___ Excerpted records ___
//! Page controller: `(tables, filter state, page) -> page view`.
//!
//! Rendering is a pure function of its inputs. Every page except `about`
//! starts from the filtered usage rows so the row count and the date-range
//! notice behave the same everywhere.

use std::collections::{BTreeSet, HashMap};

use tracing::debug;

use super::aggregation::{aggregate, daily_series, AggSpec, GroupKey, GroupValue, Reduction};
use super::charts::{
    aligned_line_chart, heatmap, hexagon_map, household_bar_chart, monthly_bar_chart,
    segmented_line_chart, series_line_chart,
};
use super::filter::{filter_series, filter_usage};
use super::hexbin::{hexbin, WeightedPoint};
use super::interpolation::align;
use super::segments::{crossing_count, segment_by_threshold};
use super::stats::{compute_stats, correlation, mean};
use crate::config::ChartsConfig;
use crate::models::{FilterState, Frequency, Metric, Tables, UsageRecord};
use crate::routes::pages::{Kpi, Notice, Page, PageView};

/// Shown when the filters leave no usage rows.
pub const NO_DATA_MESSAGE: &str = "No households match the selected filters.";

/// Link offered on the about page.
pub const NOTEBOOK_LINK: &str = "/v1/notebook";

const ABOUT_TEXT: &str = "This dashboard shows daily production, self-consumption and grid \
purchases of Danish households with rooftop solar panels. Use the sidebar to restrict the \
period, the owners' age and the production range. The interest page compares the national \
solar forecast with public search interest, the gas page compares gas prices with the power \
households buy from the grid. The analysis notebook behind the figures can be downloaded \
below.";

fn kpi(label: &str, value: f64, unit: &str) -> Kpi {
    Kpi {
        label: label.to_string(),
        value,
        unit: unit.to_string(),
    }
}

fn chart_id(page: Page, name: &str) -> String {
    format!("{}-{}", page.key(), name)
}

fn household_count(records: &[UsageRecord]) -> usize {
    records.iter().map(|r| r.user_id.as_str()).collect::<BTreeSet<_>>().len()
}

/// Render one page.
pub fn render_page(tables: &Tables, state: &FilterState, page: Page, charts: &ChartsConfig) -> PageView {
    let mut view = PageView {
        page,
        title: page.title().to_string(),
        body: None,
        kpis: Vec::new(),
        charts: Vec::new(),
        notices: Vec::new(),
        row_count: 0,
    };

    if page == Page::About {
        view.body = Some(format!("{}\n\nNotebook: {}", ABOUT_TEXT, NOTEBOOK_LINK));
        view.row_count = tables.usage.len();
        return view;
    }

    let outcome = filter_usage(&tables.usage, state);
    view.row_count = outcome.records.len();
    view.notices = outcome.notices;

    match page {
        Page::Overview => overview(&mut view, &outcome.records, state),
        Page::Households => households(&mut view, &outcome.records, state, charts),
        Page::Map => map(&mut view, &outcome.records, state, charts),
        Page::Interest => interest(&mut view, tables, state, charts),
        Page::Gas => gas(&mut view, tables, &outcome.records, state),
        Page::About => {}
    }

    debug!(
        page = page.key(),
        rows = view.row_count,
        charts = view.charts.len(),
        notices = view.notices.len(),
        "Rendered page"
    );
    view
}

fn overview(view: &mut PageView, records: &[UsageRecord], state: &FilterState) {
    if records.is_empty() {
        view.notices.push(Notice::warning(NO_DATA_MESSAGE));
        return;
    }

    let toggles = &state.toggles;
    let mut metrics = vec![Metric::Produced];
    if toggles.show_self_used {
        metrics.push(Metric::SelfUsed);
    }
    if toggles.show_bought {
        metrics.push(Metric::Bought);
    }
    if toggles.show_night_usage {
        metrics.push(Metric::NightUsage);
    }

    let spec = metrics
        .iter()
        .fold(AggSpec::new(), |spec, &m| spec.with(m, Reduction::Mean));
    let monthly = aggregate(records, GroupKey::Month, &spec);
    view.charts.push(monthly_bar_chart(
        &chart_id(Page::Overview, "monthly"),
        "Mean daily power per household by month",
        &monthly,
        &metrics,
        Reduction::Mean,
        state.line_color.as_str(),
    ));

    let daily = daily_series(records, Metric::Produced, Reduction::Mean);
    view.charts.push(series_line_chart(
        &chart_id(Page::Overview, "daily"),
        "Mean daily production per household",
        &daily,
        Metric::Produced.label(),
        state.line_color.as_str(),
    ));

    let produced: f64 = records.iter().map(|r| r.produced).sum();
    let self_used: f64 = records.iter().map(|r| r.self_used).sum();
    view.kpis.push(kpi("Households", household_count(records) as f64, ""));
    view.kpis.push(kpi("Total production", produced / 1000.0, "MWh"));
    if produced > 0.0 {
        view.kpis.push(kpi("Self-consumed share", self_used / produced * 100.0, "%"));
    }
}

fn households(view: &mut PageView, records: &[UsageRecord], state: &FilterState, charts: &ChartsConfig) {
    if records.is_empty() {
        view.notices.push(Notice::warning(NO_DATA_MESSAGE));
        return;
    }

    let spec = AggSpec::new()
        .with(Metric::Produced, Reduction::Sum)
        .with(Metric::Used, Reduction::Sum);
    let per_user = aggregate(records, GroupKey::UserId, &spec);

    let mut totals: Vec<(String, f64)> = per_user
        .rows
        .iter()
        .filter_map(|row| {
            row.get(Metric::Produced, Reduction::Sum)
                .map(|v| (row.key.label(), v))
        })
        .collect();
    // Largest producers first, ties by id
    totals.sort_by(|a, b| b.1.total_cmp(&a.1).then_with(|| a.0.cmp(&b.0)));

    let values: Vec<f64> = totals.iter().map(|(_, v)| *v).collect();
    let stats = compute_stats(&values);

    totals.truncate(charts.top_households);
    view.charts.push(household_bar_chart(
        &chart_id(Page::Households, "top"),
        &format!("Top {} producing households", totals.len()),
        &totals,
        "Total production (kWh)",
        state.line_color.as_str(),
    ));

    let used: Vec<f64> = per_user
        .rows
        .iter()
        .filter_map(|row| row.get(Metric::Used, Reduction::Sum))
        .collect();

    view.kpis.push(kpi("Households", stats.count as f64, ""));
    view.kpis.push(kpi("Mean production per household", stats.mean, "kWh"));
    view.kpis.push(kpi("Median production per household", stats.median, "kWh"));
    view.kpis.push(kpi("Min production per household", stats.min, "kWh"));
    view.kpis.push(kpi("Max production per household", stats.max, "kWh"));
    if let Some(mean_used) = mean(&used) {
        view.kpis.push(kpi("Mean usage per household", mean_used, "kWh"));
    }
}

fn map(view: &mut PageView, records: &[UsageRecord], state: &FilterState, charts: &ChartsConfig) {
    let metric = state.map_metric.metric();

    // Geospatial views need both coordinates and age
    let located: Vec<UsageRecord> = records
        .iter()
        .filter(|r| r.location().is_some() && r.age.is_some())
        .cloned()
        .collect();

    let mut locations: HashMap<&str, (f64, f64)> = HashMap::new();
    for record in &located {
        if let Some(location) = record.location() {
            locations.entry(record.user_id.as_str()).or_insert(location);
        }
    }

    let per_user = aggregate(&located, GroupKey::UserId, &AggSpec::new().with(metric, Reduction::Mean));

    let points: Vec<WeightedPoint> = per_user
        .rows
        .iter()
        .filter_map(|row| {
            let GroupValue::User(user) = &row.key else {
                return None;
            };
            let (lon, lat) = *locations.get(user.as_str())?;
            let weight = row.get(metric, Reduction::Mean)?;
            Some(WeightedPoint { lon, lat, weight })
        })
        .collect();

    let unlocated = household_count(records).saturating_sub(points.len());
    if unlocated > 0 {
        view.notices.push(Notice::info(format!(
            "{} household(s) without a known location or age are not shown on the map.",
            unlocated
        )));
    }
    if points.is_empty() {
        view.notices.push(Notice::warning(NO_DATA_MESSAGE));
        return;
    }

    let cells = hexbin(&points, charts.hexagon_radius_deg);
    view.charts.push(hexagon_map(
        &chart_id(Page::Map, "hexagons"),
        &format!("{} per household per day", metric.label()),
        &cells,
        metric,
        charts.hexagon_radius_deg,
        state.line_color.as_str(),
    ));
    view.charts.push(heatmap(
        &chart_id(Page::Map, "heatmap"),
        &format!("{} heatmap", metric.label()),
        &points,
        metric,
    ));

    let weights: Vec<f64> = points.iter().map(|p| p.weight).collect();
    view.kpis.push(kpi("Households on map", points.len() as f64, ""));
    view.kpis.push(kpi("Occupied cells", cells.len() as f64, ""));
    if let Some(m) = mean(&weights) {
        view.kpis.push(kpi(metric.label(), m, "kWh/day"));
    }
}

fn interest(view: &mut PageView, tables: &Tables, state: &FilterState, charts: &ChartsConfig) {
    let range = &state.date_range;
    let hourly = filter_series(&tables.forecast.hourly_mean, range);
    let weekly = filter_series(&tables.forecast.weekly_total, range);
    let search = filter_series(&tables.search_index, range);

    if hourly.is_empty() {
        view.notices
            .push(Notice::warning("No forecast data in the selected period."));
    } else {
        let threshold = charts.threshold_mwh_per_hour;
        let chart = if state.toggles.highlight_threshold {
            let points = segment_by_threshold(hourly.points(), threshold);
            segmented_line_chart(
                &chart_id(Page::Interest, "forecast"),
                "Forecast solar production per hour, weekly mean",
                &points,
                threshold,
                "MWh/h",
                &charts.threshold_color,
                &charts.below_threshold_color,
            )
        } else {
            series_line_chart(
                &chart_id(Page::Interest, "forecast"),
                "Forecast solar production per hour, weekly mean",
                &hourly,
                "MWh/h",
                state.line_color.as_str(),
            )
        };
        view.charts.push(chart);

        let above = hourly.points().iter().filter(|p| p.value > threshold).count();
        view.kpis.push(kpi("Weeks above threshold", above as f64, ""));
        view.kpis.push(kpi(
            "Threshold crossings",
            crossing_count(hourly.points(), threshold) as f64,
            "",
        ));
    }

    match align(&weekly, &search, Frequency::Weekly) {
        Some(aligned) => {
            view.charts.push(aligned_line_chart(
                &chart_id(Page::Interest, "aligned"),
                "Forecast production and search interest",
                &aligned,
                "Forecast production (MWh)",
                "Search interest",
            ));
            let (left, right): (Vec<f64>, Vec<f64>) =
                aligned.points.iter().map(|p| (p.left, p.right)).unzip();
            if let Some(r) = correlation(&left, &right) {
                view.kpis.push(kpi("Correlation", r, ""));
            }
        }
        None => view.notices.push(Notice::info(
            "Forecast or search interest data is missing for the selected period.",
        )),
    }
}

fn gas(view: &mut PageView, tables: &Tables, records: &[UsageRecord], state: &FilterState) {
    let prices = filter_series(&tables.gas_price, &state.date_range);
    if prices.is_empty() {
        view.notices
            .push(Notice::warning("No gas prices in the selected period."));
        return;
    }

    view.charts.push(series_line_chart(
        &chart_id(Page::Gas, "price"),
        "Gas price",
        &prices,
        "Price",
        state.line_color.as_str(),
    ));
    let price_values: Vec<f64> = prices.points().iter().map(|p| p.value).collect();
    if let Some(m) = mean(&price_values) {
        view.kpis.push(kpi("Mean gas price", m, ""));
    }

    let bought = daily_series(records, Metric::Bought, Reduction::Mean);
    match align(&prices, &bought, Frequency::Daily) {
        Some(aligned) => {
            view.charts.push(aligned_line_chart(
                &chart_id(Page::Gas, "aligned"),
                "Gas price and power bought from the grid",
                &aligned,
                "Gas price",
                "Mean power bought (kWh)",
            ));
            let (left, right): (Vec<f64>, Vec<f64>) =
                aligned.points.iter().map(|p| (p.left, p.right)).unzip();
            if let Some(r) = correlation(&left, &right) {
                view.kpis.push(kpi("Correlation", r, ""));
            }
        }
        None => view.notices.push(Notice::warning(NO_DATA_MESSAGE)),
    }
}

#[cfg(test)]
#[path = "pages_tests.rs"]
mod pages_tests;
___
Exercise directions: Using the listing, copy every line where the word "GroupKey" shows up.

Answer area:
use super::aggregation::{aggregate, daily_series, AggSpec, GroupKey, GroupValue, Reduction};
    let monthly = aggregate(records, GroupKey::Month, &spec);
    let per_user = aggregate(records, GroupKey::UserId, &spec);
    let per_user = aggregate(&located, GroupKey::UserId, &AggSpec::new().with(metric, Reduction::Mean));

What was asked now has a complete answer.